Petitioner had applied to Provincial Nominee Program (PNP) under the Business-Immigration program-regional business (Entrepreneur program). Post approval from PNP, the petitioner entered into a performance agreement in 2013 for establishing a beauty salon and spa business in British Columbia. Thereafter, PNP issued a letter of confirmation and supported petitioner’s work permit application to the IRCC. In 2014, post arrival in Whistler, the petitioner faced difficulties in setting up her business whereafter she requested for a change in the business location from Whistler to Chilliwack in B.C. A new performance agreement was concluded in 2015, on the basis of which PNP issued a nomination certificate with a validity of 6 months and subsequently in 2017, application for permanent residency was filed to the Immigration, Refugees, Citizenship Canada (IRCC). During this period, petitioner had to sell her business on account of health complications which made it difficult for her to handle the business. The closure details were communicated to the IRCC and not to the PNP. Subsequently, on being interviewed by the PNP regarding the events leading up to the business closure, the authority withdrew petitioner’s Nomination Certificate.

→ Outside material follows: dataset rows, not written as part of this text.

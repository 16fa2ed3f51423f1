use payscope_core::model::FieldTag;

use crate::regex_prior::regex_match_score;

/// Scores a column's values against `tag` by the fraction that match the
/// tag's regex prior — the "value-population profile" signal for tabular
/// inputs (spec.md §4.4), complementing the header-token match.
pub fn value_population_score(tag: FieldTag, sample_values: &[&str]) -> f64 {
    if sample_values.is_empty() {
        return 0.0;
    }
    let matches = sample_values.iter().filter(|v| regex_match_score(tag, v) > 0.0).count();
    matches as f64 / sample_values.len() as f64
}

/// Aggregates per-row predictions for one column into a single confidence
/// by averaging the value-population score across `FieldTag` candidates'
/// regex priors and returning the best-scoring tag with its score.
pub fn infer_column_tag(header: &str, sample_values: &[&str]) -> (FieldTag, f64) {
    use crate::anchors::anchor_similarity;

    let candidates = [
        FieldTag::Amount,
        FieldTag::Currency,
        FieldTag::TransactionId,
        FieldTag::Date,
        FieldTag::Status,
    ];

    let scored: Vec<(FieldTag, f64)> = candidates
        .into_iter()
        .map(|tag| {
            let header_score = anchor_similarity(tag, header);
            let value_score = value_population_score(tag, sample_values);
            (tag, 0.5 * header_score + 0.5 * value_score)
        })
        .collect();

    crate::tag::pick_best(scored)
}

#[cfg(test)]
mod tests {
    use super::*;

    #[test]
    fn amount_column_is_recognized_by_values_alone() {
        let (tag, score) = infer_column_tag("col_3", &["$10.00", "$25.50", "$8.99"]);
        assert_eq!(tag, FieldTag::Amount);
        assert!(score > 0.0);
    }

    #[test]
    fn empty_column_infers_none_with_zero_confidence() {
        let (tag, score) = infer_column_tag("notes", &[]);
        assert_eq!(tag, FieldTag::None);
        assert_eq!(score, 0.0);
    }
}
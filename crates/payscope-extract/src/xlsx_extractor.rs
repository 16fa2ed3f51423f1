use std::io::Cursor;

use calamine::{open_workbook_from_rs, Data, Reader, Xlsx};
use payscope_core::error::PayScopeError;
use payscope_core::model::{DocumentElement, ElementType, IntermediateDocument, SourceRef};
use uuid::Uuid;

use crate::headers::{header_likelihood_score, normalize_headers};

/// Turns XLSX bytes into an `IntermediateDocument`, iterating every sheet
/// and treating each as an independent table with its own header row
/// (spec.md §4.3). `sheet_name` is preserved on each element's
/// `source_ref` alongside the row number.
pub fn extract_xlsx(artifact_id: Uuid, object_key: &str, bytes: &[u8]) -> Result<IntermediateDocument, PayScopeError> {
    let cursor = Cursor::new(bytes.to_vec());
    let mut workbook: Xlsx<_> = open_workbook_from_rs(cursor).map_err(|e| PayScopeError::ExtractionFailed {
        detail: format!("failed to open xlsx workbook: {e}"),
    })?;

    let sheet_names = workbook.sheet_names().to_owned();
    let mut elements = Vec::new();

    for sheet_name in sheet_names {
        let range = match workbook.worksheet_range(&sheet_name) {
            Ok(range) => range,
            Err(e) => {
                elements.push(sheet_error_element(artifact_id, object_key, &sheet_name, &e.to_string()));
                continue;
            }
        };

        let mut rows = range.rows();
        let Some(header_row) = rows.next() else {
            continue;
        };
        let raw_headers: Vec<String> = header_row.iter().map(cell_to_string).collect();
        if header_likelihood_score(&raw_headers) < 0.3 {
            tracing::warn!(artifact_id = %artifact_id, sheet = %sheet_name, "sheet's first row does not look like a header");
        }
        let headers = normalize_headers(&raw_headers);

        for (row_index, row) in rows.enumerate() {
            let row_number = (row_index + 2) as i64; // 1-based, +1 for the header row already consumed
            if row.len() != headers.len() {
                elements.push(sheet_error_element(
                    artifact_id,
                    object_key,
                    &sheet_name,
                    &format!("row {row_number}: expected {} columns, got {}", headers.len(), row.len()),
                ));
                continue;
            }

            for (header, cell) in headers.iter().zip(row.iter()) {
                elements.push(DocumentElement {
                    page: 0,
                    element_type: ElementType::Cell,
                    text: format!("{header}={}", cell_to_string(cell)),
                    bbox: None,
                    ocr_confidence: None,
                    source_ref: SourceRef {
                        artifact_id,
                        object_key: object_key.to_string(),
                        row_or_page: row_number,
                        sheet_name: Some(sheet_name.clone()),
                    },
                });
            }
        }
    }

    Ok(IntermediateDocument { artifact_id, elements })
}

fn cell_to_string(cell: &Data) -> String {
    match cell {
        Data::Empty => String::new(),
        Data::String(s) => s.clone(),
        Data::Float(f) => f.to_string(),
        Data::Int(i) => i.to_string(),
        Data::Bool(b) => b.to_string(),
        Data::DateTime(dt) => dt.to_string(),
        Data::DateTimeIso(s) | Data::DurationIso(s) => s.clone(),
        Data::Error(e) => format!("#ERROR:{e:?}"),
    }
}

fn sheet_error_element(artifact_id: Uuid, object_key: &str, sheet_name: &str, detail: &str) -> DocumentElement {
    DocumentElement {
        page: 0,
        element_type: ElementType::Line,
        text: format!("SHEET_ERROR: {detail}"),
        bbox: None,
        ocr_confidence: None,
        source_ref: SourceRef {
            artifact_id,
            object_key: object_key.to_string(),
            row_or_page: 0,
            sheet_name: Some(sheet_name.to_string()),
        },
    }
}

#[cfg(test)]
mod tests {
    use super::*;

    #[test]
    fn cell_to_string_renders_each_data_variant() {
        assert_eq!(cell_to_string(&Data::Empty), "");
        assert_eq!(cell_to_string(&Data::String("VISA".to_string())), "VISA");
        assert_eq!(cell_to_string(&Data::Float(10.5)), "10.5");
        assert_eq!(cell_to_string(&Data::Int(42)), "42");
        assert_eq!(cell_to_string(&Data::Bool(true)), "true");
    }

    #[test]
    fn sheet_error_element_carries_sheet_name_and_detail() {
        let artifact_id = Uuid::new_v4();
        let element = sheet_error_element(artifact_id, "raw/x", "Sheet2", "bad row");
        assert_eq!(element.element_type, ElementType::Line);
        assert!(element.text.contains("bad row"));
        assert_eq!(element.source_ref.sheet_name.as_deref(), Some("Sheet2"));
        assert_eq!(element.source_ref.artifact_id, artifact_id);
    }

    #[test]
    fn extract_xlsx_rejects_non_xlsx_bytes() {
        let err = extract_xlsx(Uuid::new_v4(), "raw/x", b"not an xlsx file").unwrap_err();
        assert_eq!(err.error_class(), "extraction_failed");
    }
}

The present application had been filed for a judicial review of PNP’s decision on account of lack of reasonableness, jurisdictional overlap and procedural irregularities rendering it to be reviewed based on a ‘standard of correctness’. The presumption of reasonableness of administrative decisions can be rebutted where the legislature has expressly provided for a review standard through legislative provision, existence of a statutory right of appeal, application of standard of correctness for addressing constitutional questions, general questions of law and questions regarding jurisdictional boundaries between two or more bodies.

In the present case, there was no statutory right of appeal, standard for review or fundamental questions impacting legal system to inhibit the administration of justice. Thus, the presumption of reasonableness has not been efficiently rebutted by the petitioner. Relying on the decision of the Supreme Court in Canada (Minister of Citizenship and Immigration) v. Vavilov (2019 SCC 65) and Bell Canada v. Canada (Attorney general) [2019 SCC 66] the court held that the decision of the immigration authority is well-reasoned and justified in the light of facts and law relevant to the case. The scheme of BC PNP and the 2015 Performance agreement allows PNP to lay down considerations for nomination of candidates and also withdrawal of nomination where the nominee fails to fulfil those considerations. By selling her business petitioner no longer met the entrepreneur nomination qualification and thus PNP was within their authority to withdraw her nomination.

On the issue of procedural fairness, the court held that the petitioner was provided requisite information on the qualifications to be fulfilled for nomination and the consequences of non-compliance, in the nomination certificate provided by the PNP. Further, the issues in the application were communicated to the petitioner and opportunity was provided for addressing any concerns prior to withdrawal of the nomination. Thus, the decision of PNP was held to be rational and justified in the light of relevant legal and factual constraints.